▶ WHAT IS EXPECTED: Look below for the line that has "from, to: next". Set down the lines from there through the line that has "self.history.iter().map(|(state, _)| *state).collect()", exactly as written.

▶ TASK INPUT:
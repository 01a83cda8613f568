use std::fmt::{self, Display};

use chrono::{DateTime, Utc};
use serde::{Deserialize, Serialize};
use thiserror::Error;
use uuid::Uuid;

use crate::error::ProvisionError;
use crate::request::{ComputeTier, RepositoryId, RunnerCount};

/// Unique identifier of a single provisioning run.
#[derive(Clone, Copy, Debug, Eq, PartialEq, Hash, Serialize, Deserialize)]
pub struct RunId(pub Uuid);

impl Default for RunId {
    fn default() -> Self {
        Self::new()
    }
}

impl RunId {
    pub fn new() -> Self {
        Self(Uuid::now_v7())
    }

    pub fn as_uuid(&self) -> Uuid {
        self.0
    }
}

impl Display for RunId {
    fn fmt(&self, f: &mut fmt::Formatter<'_>) -> fmt::Result {
        write!(f, "{}", self.0)
    }
}

/// Logical identity of a run: workflow plus git ref.
///
/// At most one run per key may be in flight; a newer trigger with the same
/// key supersedes the older one.
#[derive(Clone, Debug, Eq, PartialEq, Hash, Serialize, Deserialize)]
pub struct RunKey {
    workflow: String,
    git_ref: String,
}

impl RunKey {
    pub fn new(workflow: impl Into<String>, git_ref: impl Into<String>) -> Self {
        Self {
            workflow: workflow.into(),
            git_ref: git_ref.into(),
        }
    }

    pub fn workflow(&self) -> &str {
        &self.workflow
    }

    pub fn git_ref(&self) -> &str {
        &self.git_ref
    }

    /// Branch (or tag) name with `/` flattened to `-`, suitable for object
    /// keys and session names.
    pub fn branch_slug(&self) -> String {
        let short = self
            .git_ref
            .strip_prefix("refs/heads/")
            .or_else(|| self.git_ref.strip_prefix("refs/tags/"))
            .unwrap_or(&self.git_ref);
        short.replace('/', "-")
    }
}

impl Display for RunKey {
    fn fmt(&self, f: &mut fmt::Formatter<'_>) -> fmt::Result {
        write!(f, "{}-{}", self.workflow, self.git_ref)
    }
}

/// Parameters of a manual trigger, before validation.
#[derive(Clone, Debug, Serialize, Deserialize)]
pub struct RunTrigger {
    pub repository: String,
    pub workflow: String,
    pub git_ref: String,
    pub runner_count: i64,
    pub compute_tier: ComputeTier,
}

impl RunTrigger {
    /// Trigger with the default runner count (1) and compute tier (S).
    pub fn new(
        repository: impl Into<String>,
        workflow: impl Into<String>,
        git_ref: impl Into<String>,
    ) -> Self {
        Self {
            repository: repository.into(),
            workflow: workflow.into(),
            git_ref: git_ref.into(),
            runner_count: 1,
            compute_tier: ComputeTier::default(),
        }
    }

    pub fn with_runner_count(mut self, count: i64) -> Self {
        self.runner_count = count;
        self
    }

    pub fn with_compute_tier(mut self, tier: ComputeTier) -> Self {
        self.compute_tier = tier;
        self
    }

    pub fn run_key(&self) -> RunKey {
        RunKey::new(&self.workflow, &self.git_ref)
    }
}

/// Immutable per-run context, built once at run start and borrowed by every
/// stage of the chain.
#[derive(Clone, Debug)]
pub struct RunContext {
    pub run_id: RunId,
    pub run_key: RunKey,
    pub repository: RepositoryId,
    pub runner_count: RunnerCount,
    pub compute_tier: ComputeTier,
    pub results_location: Option<String>,
    pub started_at: DateTime<Utc>,
}

impl RunContext {
    /// Validate a trigger and fix the run's identity.
    ///
    /// # Errors
    ///
    /// Returns [`ProvisionError::InvalidRequest`] when the repository
    /// identifier or runner count is malformed.
    pub fn from_trigger(
        trigger: &RunTrigger,
        results_location: Option<String>,
    ) -> Result<Self, ProvisionError> {
        if trigger.workflow.trim().is_empty() {
            return Err(ProvisionError::InvalidRequest(
                "workflow name must not be empty".into(),
            ));
        }
        if trigger.git_ref.trim().is_empty() {
            return Err(ProvisionError::InvalidRequest(
                "git ref must not be empty".into(),
            ));
        }

        Ok(Self {
            run_id: RunId::new(),
            run_key: trigger.run_key(),
            repository: trigger.repository.parse()?,
            runner_count: RunnerCount::new(trigger.runner_count)?,
            compute_tier: trigger.compute_tier,
            results_location,
            started_at: Utc::now(),
        })
    }

    /// Role session name for this run, within the cloud provider's
    /// character set and 64-char limit.
    pub fn session_name(&self) -> String {
        let raw = format!("runway-{}-{}", self.run_key.branch_slug(), self.run_id);
        let mut name: String = raw
            .chars()
            .filter(|c| c.is_ascii_alphanumeric() || "+=,.@-".contains(*c))
            .collect();
        if name.len() > 64 {
            // keep the run id suffix, it is what makes the session unique
            name = name.split_off(name.len() - 64);
        }
        name
    }
}

/// Per-run lifecycle states.
#[derive(Clone, Copy, Debug, Eq, PartialEq, Hash, Serialize, Deserialize)]
pub enum RunState {
    Pending,
    IdentityAcquired,
    RegistryAuthenticated,
    Dispatched,
    Confirmed,
    Failed,
    RunnerJobActive,
    RunnerJobComplete,
}

impl RunState {
    pub fn as_str(&self) -> &'static str {
        match self {
            RunState::Pending => "pending",
            RunState::IdentityAcquired => "identity_acquired",
            RunState::RegistryAuthenticated => "registry_authenticated",
            RunState::Dispatched => "dispatched",
            RunState::Confirmed => "confirmed",
            RunState::Failed => "failed",
            RunState::RunnerJobActive => "runner_job_active",
            RunState::RunnerJobComplete => "runner_job_complete",
        }
    }

    pub fn is_terminal(&self) -> bool {
        matches!(self, RunState::Failed | RunState::RunnerJobComplete)
    }

    /// Whether `self -> next` is an edge of the run state machine.
    pub fn can_transition_to(&self, next: RunState) -> bool {
        use RunState::*;
        matches!(
            (*self, next),
            (Pending, IdentityAcquired)
                | (IdentityAcquired, RegistryAuthenticated)
                | (RegistryAuthenticated, Dispatched)
                | (Dispatched, Confirmed)
                | (Confirmed, RunnerJobActive)
                | (RunnerJobActive, RunnerJobComplete)
                | (Pending, Failed)
                | (IdentityAcquired, Failed)
                | (RegistryAuthenticated, Failed)
                | (Dispatched, Failed)
                | (RunnerJobActive, Failed)
        )
    }
}

impl Display for RunState {
    fn fmt(&self, f: &mut fmt::Formatter<'_>) -> fmt::Result {
        f.write_str(self.as_str())
    }
}

#[derive(Debug, Error, Eq, PartialEq)]
#[error("illegal run transition {from} -> {to}")]
pub struct InvalidTransition {
    pub from: RunState,
    pub to: RunState,
}

/// Ordered record of the states a run passed through.
#[derive(Clone, Debug)]
pub struct RunTrace {
    history: Vec<(RunState, DateTime<Utc>)>,
}

impl Default for RunTrace {
    fn default() -> Self {
        Self::new()
    }
}

impl RunTrace {
    pub fn new() -> Self {
        Self {
            history: vec![(RunState::Pending, Utc::now())],
        }
    }

    pub fn current(&self) -> RunState {
        self.history
            .last()
            .map(|(state, _)| *state)
            .unwrap_or(RunState::Pending)
    }

    /// Move to `next`, refusing anything the state machine does not allow.
    pub fn advance(&mut self, next: RunState) -> Result<RunState, InvalidTransition> {
        let from = self.current();
        if !from.can_transition_to(next) {
            return Err(InvalidTransition { from, to: next });
        }
        self.history.push((next, Utc::now()));
        Ok(from)
    }

    pub fn states(&self) -> Vec<RunState> {
        self.history.iter().map(|(state, _)| *state).collect()
    }

    pub fn entered_at(&self, state: RunState) -> Option<DateTime<Utc>> {
        self.history
            .iter()
            .find(|(s, _)| *s == state)
            .map(|(_, at)| *at)
    }
}
//! Recording mocks and fixtures for testing runway orchestration.

pub mod context;
pub mod mock;

pub use context::*;
pub use mock::*;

▶ RESPONSE:
            return Err(InvalidTransition { from, to: next });
        }
        self.history.push((next, Utc::now()));
        Ok(from)
    }

    pub fn states(&self) -> Vec<RunState> {
        self.history.iter().map(|(state, _)| *state).collect()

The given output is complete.